Table 1 lists the top five snowfalls at O’Hare airport, over two days, since 1958. This table doesn’t match the top five biggest snowstorms for Chicago. Why? Because we stop the term at two days. Some of the larger snow storms to impact Chicago occurred over 3 days or parts of three days.
The largest snowstorms in Chicago produce considerable snow but they aren’t the highest totals, as compared to other metropolitan areas of the United States. However, they still produce significant amounts of snow. The top five snowstorms produced a narrow, but high range, of 17.9” to 20.6” of snow. They also all fall in a narrow time frame of one month – January 2nd to February 2nd. That is very interesting and may be the result of a small sample size or it could be climatology. Compared to other cities in our review, this is a narrow time frame.
January 2, 1999 Snowstorm
This storm took a track that favors snow and heavy snow for Chicago. The track is common in our list of top 5 snowstorms for Chicago. Image 2 is a surface map from 6am Saturday, January 2, 1999. It shows an area of low pressure north of Memphis, Tennessee. The central pressure is less than 1004mb. South of that area of low pressure is another with a pressure of 1002mb in southern Arkansas. Chicago and the surrounding counties are reporting temperatures in the teens under moderate to light snow with a southeast wind. Snow would continue through the day.
Image 3 is a surface map from 6am Sunday, January 3, 1999. It shows the area of low pressure has moved north and east into northern Lower Michigan and strengthened. The pressure has fallen to 993mb. Skies are cloudy to mostly cloudy to cloudy with snow showers in and around Chicago. Temperatures remain in the teens. By Sunday afternoon, snow showers began to end and arctic air moved in behind the storm for several days.

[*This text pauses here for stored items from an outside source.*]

#[cfg(test)]
mod tests {
    use super::*;
    use crate::models::account::{AuthKind, Provenance};

    fn envelope(token: &str, refresh: &str, expires_at: i64) -> CredentialEnvelope {
        CredentialEnvelope {
            access_token: token.into(),
            refresh_token: Some(refresh.into()),
            expires_at,
            auth_kind: AuthKind::Social,
        }
    }

    fn account(label: &str, refresh: &str) -> Account {
        Account::new(
            label.into(),
            Provenance::SocialGoogle,
            envelope("at", refresh, 1000),
            "us-east-1".into(),
        )
    }

    #[tokio::test]
    async fn duplicate_add_merges_instead_of_duplicating() {
        let store = Arc::new(CredentialStore::ephemeral());
        let first = store.add(account("one", "shared-rt"));
        let second = store.add(account("two", "shared-rt"));
        assert_eq!(first, second);
        assert_eq!(store.len(), 1);

        let third = store.add(account("three", "other-rt"));
        assert_ne!(first, third);
        assert_eq!(store.len(), 2);
    }

    #[tokio::test]
    async fn refresh_never_moves_expiry_backwards() {
        let store = Arc::new(CredentialStore::ephemeral());
        let id = store.add(account("a", "rt"));

        assert!(store.update_credentials(&id, envelope("new", "rt", 2000)));
        assert_eq!(store.get(&id).unwrap().credentials.expires_at, 2000);

        // A stale refresh response cannot regress the deadline.
        assert!(store.update_credentials(&id, envelope("newer", "rt", 1500)));
        let acc = store.get(&id).unwrap();
        assert_eq!(acc.credentials.expires_at, 2000);
        assert_eq!(acc.credentials.access_token, "newer");
    }

    #[tokio::test]
    async fn health_transitions() {
        let store = Arc::new(CredentialStore::ephemeral());
        let id = store.add(account("a", "rt"));

        store.mark_cooldown(&id, 300);
        assert_eq!(store.get(&id).unwrap().health, HealthState::Cooldown);
        assert_eq!(store.active_count(), 0);
        assert!(store.earliest_cooldown_wait().unwrap() <= 300);

        store.mark_active(&id);
        assert_eq!(store.get(&id).unwrap().health, HealthState::Active);

        store.mark_unhealthy(&id, "refresh failed");
        let acc = store.get(&id).unwrap();
        assert_eq!(acc.health, HealthState::Unhealthy);
        assert_eq!(acc.unhealthy_reason.as_deref(), Some("refresh failed"));

        // Operator disable wins over everything until re-enabled.
        store.set_enabled(&id, false);
        assert_eq!(store.get(&id).unwrap().health, HealthState::Disabled);
        store.mark_active(&id);
        assert_eq!(store.get(&id).unwrap().health, HealthState::Disabled);
        store.set_enabled(&id, true);
        assert_eq!(store.get(&id).unwrap().health, HealthState::Active);
    }

    #[tokio::test]
    async fn flight_bookkeeping_balances() {
        let store = Arc::new(CredentialStore::ephemeral());
        let id = store.add(account("a", "rt"));

        assert!(store.begin_flight(&id));
        assert!(store.begin_flight(&id));
        let acc = store.get(&id).unwrap();
        assert_eq!(acc.in_flight, 2);
        assert_eq!(acc.request_count, 2);
        assert!(acc.last_used_at > 0);

        store.end_flight(&id);
        store.end_flight(&id);
        store.end_flight(&id); // extra end never underflows
        assert_eq!(store.get(&id).unwrap().in_flight, 0);
    }

    #[tokio::test]
    async fn snapshot_round_trip() {
        let store = Arc::new(CredentialStore::ephemeral());
        store.add(account("a", "rt-a"));
        store.add(account("b", "rt-b"));

        let snapshot = store.export_snapshot();
        assert_eq!(snapshot.len(), 2);

        let other = Arc::new(CredentialStore::ephemeral());
        assert_eq!(other.import_snapshot(snapshot), 2);
        assert_eq!(other.len(), 2);

        // Importing the same snapshot again merges rather than duplicates.
        assert_eq!(other.import_snapshot(store.export_snapshot()), 2);
        assert_eq!(other.len(), 2);
    }
}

This is a prime track for significant snow for Chicago. Here are the reasons why:
- The storm travels from the south. This results in a large transport of moisture from the Gulf of Mexico.
- The storm track remains east of Chicago. Warm air advection remains to the east and this favors an all snow event for Chicago, as the city remains on the cold side of the storm.
- The storm is strengthening as it moves from south to north. Those are three significant and repeatable factors in large Chicago snowstorms.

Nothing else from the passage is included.